Our system is moving from a monolithic to a microservice architecture. The microservice architecture comes with technical challenges that we need to address and one of them is AuthN/AuthZ.
Our approach is to have an authentication service that would authenticate users and generate access/refresh tokens (JWTs). Access tokens would then be passed in request header through the chain of microservices such that each microservice just have to validate the token to determine the user has been successfully authenticated. For the AuthZ part, permission enforcement is done in the microservice itself. My questions are related to AuthZ.
To illustrate the talk, let’s take a specific example of a receptionist who wants to register a new member to his fidelity program, for instance from a Web application. To support this use case, let’s assume the system has 2 microservices, the ReceptionService and the MemberService. The ReceptionService offers one REST API to initiate the member registration flow. It requires user permission “registration” to allow execution. The MemberService offers one REST API to create a new member resource which is protected by CRUD permissions. A request flow would be:
- The web application, on which the user has previously logged in, sends a member registration request to the ReceptionService API including the user access token in the header.
- The ReceptionService validates the user token, ensures user is granted with permission “registration”, does whatever business logic it needs to do, and finally sends a member creation request to the MemberService API including the user access token in the header.
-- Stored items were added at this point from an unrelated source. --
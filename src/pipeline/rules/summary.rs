use std::sync::LazyLock;

use regex::Regex;

use super::patterns::{collapse_whitespace, truncate_chars};

/// Heading length cap for the output sheet.
pub const MAX_HEADING_CHARS: usize = 150;

/// Summary length cap for the output sheet.
pub const MAX_SUMMARY_CHARS: usize = 800;

/// Sentences after the heading that make up the summary.
const SUMMARY_SENTENCES: usize = 3;

static ENUMERATION_PREFIX: LazyLock<Regex> =
    LazyLock::new(|| Regex::new(r"^\s*\d+\.\s*").expect("valid regex"));

/// Split on a period followed by whitespace; the period stays with its sentence.
fn split_sentences(text: &str) -> Vec<&str> {
    let mut sentences = Vec::new();
    let mut start = 0;
    let mut chars = text.char_indices().peekable();

    while let Some((i, c)) = chars.next() {
        if c != '.' {
            continue;
        }
        if let Some(&(next_i, next_c)) = chars.peek() {
            if next_c.is_whitespace() {
                let sentence = text[start..=i].trim();
                if !sentence.is_empty() {
                    sentences.push(sentence);
                }
                start = next_i;
            }
        }
    }

    let tail = text[start..].trim();
    if !tail.is_empty() {
        sentences.push(tail);
    }
    sentences
}

/// Split a block into a heading and a short summary.
///
/// The enumeration prefix is stripped. The heading is the first sentence
/// without its period; the summary is the next three sentences, or the whole
/// text when there is nothing after the heading.
pub fn heading_and_summary(text: &str) -> (Option<String>, Option<String>) {
    let flat = collapse_whitespace(text);
    let clean = ENUMERATION_PREFIX.replace(&flat, "").trim().to_string();
    if clean.is_empty() {
        return (None, None);
    }

    let sentences = split_sentences(&clean);
    let heading = sentences
        .first()
        .map(|s| s.strip_suffix('.').unwrap_or(s).trim())
        .filter(|s| !s.is_empty())
        .map(|s| truncate_chars(s, MAX_HEADING_CHARS));

    let rest: Vec<&str> = sentences.iter().skip(1).take(SUMMARY_SENTENCES).copied().collect();
    let summary = if rest.is_empty() {
        clean.clone()
    } else {
        rest.join(" ")
    };

    (heading, Some(truncate_chars(&summary, MAX_SUMMARY_CHARS)))
}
- The MemberService validates the user token, ensures user is granted with permission “member.create”, and finally creates the member.
To design a solution for such case, my team worked on the following assumptions/prerequisites:
- A microservice must always enforce permission (at least for significant API operation such as creating a member). Thus the CRUD permissions on the MemberService in the example above even if Products Managers might only require the top-level “registration” permission.
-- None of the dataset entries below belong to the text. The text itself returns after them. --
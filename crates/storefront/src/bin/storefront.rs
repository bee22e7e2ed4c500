// ABOUTME: CLI binary for the storefront extractor.
// ABOUTME: Extracts a record from a local HTML file or stdin and prints it as JSON.

use std::fs;
use std::io::{self, Read};
use std::path::PathBuf;
use std::process::ExitCode;

use anyhow::{bail, Context, Result};
use clap::Parser;
use serde::Serialize;
use storefront::{builtin_schema_names, ExtractError, ExtractionSchema, Extractor, Product};
use tracing::debug;
use tracing_subscriber::EnvFilter;

/// Exit code for a page that is a block/challenge page.
const EXIT_BLOCKED: u8 = 2;

#[derive(Parser, Debug)]
#[command(name = "storefront")]
#[command(about = "Extract structured product data from a saved listing page")]
struct Args {
    /// HTML file to extract from. Use "-" to read from stdin.
    #[arg(required_unless_present = "list_builtins")]
    input: Option<String>,

    /// JSON schema file (overrides --builtin)
    #[arg(long, conflicts_with = "builtin")]
    schema: Option<PathBuf>,

    /// Built-in schema name
    #[arg(long, default_value = storefront::loader::DEFAULT_SCHEMA)]
    builtin: String,

    /// URL the page was fetched from; used for the record URL and absolute links
    #[arg(long)]
    url: Option<String>,

    /// Print the typed product view instead of the generic record
    #[arg(long)]
    typed: bool,

    /// Output compact JSON instead of pretty.
    #[arg(long, default_value_t = false)]
    compact: bool,

    /// Output file path (default: stdout)
    #[arg(short = 'o', long = "output")]
    output: Option<PathBuf>,

    /// Print the built-in schema names and exit
    #[arg(long)]
    list_builtins: bool,
}

fn main() -> ExitCode {
    tracing_subscriber::fmt()
        .with_writer(io::stderr)
        .with_env_filter(EnvFilter::from_default_env())
        .init();

    let args = Args::parse();

    if args.list_builtins {
        for name in builtin_schema_names() {
            println!("{}", name);
        }
        return ExitCode::SUCCESS;
    }

    match run(&args) {
        Ok(()) => ExitCode::SUCCESS,
        Err(err) => {
            // ExtractError already prints its source.
            let blocked = match err.downcast_ref::<ExtractError>() {
                Some(e) => {
                    eprintln!("error: {}", e);
                    e.is_blocked()
                }
                None => {
                    eprintln!("error: {:#}", err);
                    false
                }
            };
            if blocked {
                ExitCode::from(EXIT_BLOCKED)
            } else {
                ExitCode::from(1)
            }
        }
    }
}

fn run(args: &Args) -> Result<()> {
    let extractor = build_extractor(args)?;
    let input = args.input.as_deref().unwrap_or("-");
    let html = load_html(input)?;
    debug!(input, bytes = html.len(), "loaded page");

    let record = extractor.extract_html(&html, args.url.as_deref())?;

    let url = record.url.as_deref();
    let rendered = if args.typed {
        render(url, &Product::from_record(&record), args.compact)?
    } else {
        render(url, &record, args.compact)?
    };

    match &args.output {
        Some(path) => fs::write(path, rendered)
            .with_context(|| format!("writing {}", path.display()))?,
        None => println!("{}", rendered),
    }
    Ok(())
}

/// Output envelope; field order follows the schema.
#[derive(Serialize)]
struct Output<'a, T: Serialize> {
    url: Option<&'a str>,
    record: &'a T,
}

fn render<T: Serialize>(url: Option<&str>, record: &T, compact: bool) -> Result<String> {
    let output = Output { url, record };
    let rendered = if compact {
        serde_json::to_string(&output)?
    } else {
        serde_json::to_string_pretty(&output)?
    };
    Ok(rendered)
}

fn build_extractor(args: &Args) -> Result<Extractor> {
    let builder = match &args.schema {
        Some(path) => {
            let text = fs::read_to_string(path)
                .with_context(|| format!("reading schema {}", path.display()))?;
            Extractor::builder().schema(ExtractionSchema::from_json(&text)?)
        }
        None => Extractor::builder().builtin(args.builtin.as_str()),
    };
    Ok(builder.build()?)
}

fn load_html(target: &str) -> Result<String> {
    if target == "-" {
        let mut buf = String::new();
        io::stdin().read_to_string(&mut buf)?;
        return Ok(buf);
    }

    let path = PathBuf::from(target);
    if !path.exists() {
        bail!("file not found: {}", target);
    }
    fs::read_to_string(&path).with_context(|| format!("reading {}", target))
}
- A user who is able to start a use case because it has the “top-level” permission must be able to complete it. Meaning It shall not get errors because he is lacking another permission from somewhere in the underlying services’ call chain.
- Admin users shall not have to understand the chain of permissions that is required to perform a use case. In our example, Admins should be able to provide users only with the “registration” permission.
To be able to complete the above example, there are 2 different permissions to be assigned to the user, which breaks some of our assumptions/prerequisites. To overcome that, one of my colleague proposed to consider declaring microservices as identities/users in our AuthN system so that they could be assigned with the appropriate permissions. The user token initially provided would then be replaced by participating services token among the call chain. To come back to the example, the new request flow would be:
The web application, on which the user has previously logged in, sends a member registration request to the ReceptionService API including the user access token in the header.
The ReceptionService validates the user token, ensures user is granted with permission “registration”, does whatever business logic it needs to do, and finally sends a member creation request to the MemberService API including its own service token in the header (and so replacing the original user token).
The MemberService validates the service token, ensures service is granted with permission “member.create”, and finally creates the member.
With this solution, service’s identities in the AuthN system would be flagged in a way that they are filtered from an Admin user managing permission assignments. Permission assignments to services identities would be pre-defined with no possibility for a user to configure it. While it fulfills our assumptions/pre-requisites, I have few concerns about this approach:
- When dealing with the “who did what” (audit), user identity and service identity provided in the tokens would be listed indifferently. In our example, the RegistrationService would audit the actual user who initiated the operation but the MemberService would audit that the operation was performed by the “RegistrationService”. In reporting scenarios, it means I would need to reconciliate audit from both systems to determine “who actually did create the member” using somehow a correlation ID.
- While I understand the need to create an identity for a system component in scenarios which do not involve an actual user (automated batch/third party access ..), I am not comfortable with replacing the user token with a service token in scenarios where a user actually initiated the use case. Is that a standard design pattern?
Could it be that some of our assumptions/prerequisites just wrong?
- For instance, is it really a security hole that some microservices do
not enforce permission even if they are only accessed by others
controlled microservices in a safe environment? Assuming the answer
to the latter is “no, it would not be a security hole”, then what if tomorrow, I need to make the MemberService API also accessible
outside of the safe environment (for instance, because I make it
available to a third party). I would most likely need to add a
permission on it, which would break my registration flow. - Is it wrong to say we do want Admin users to know which set of
permissions are required for a use case and that we should rather
build the system so it gracefully handles failures due to lack of one permission in the call chain (maybe using Sagas and compensation
routines)?
Any comment or links to resources would be greatly appreciated. Thanks!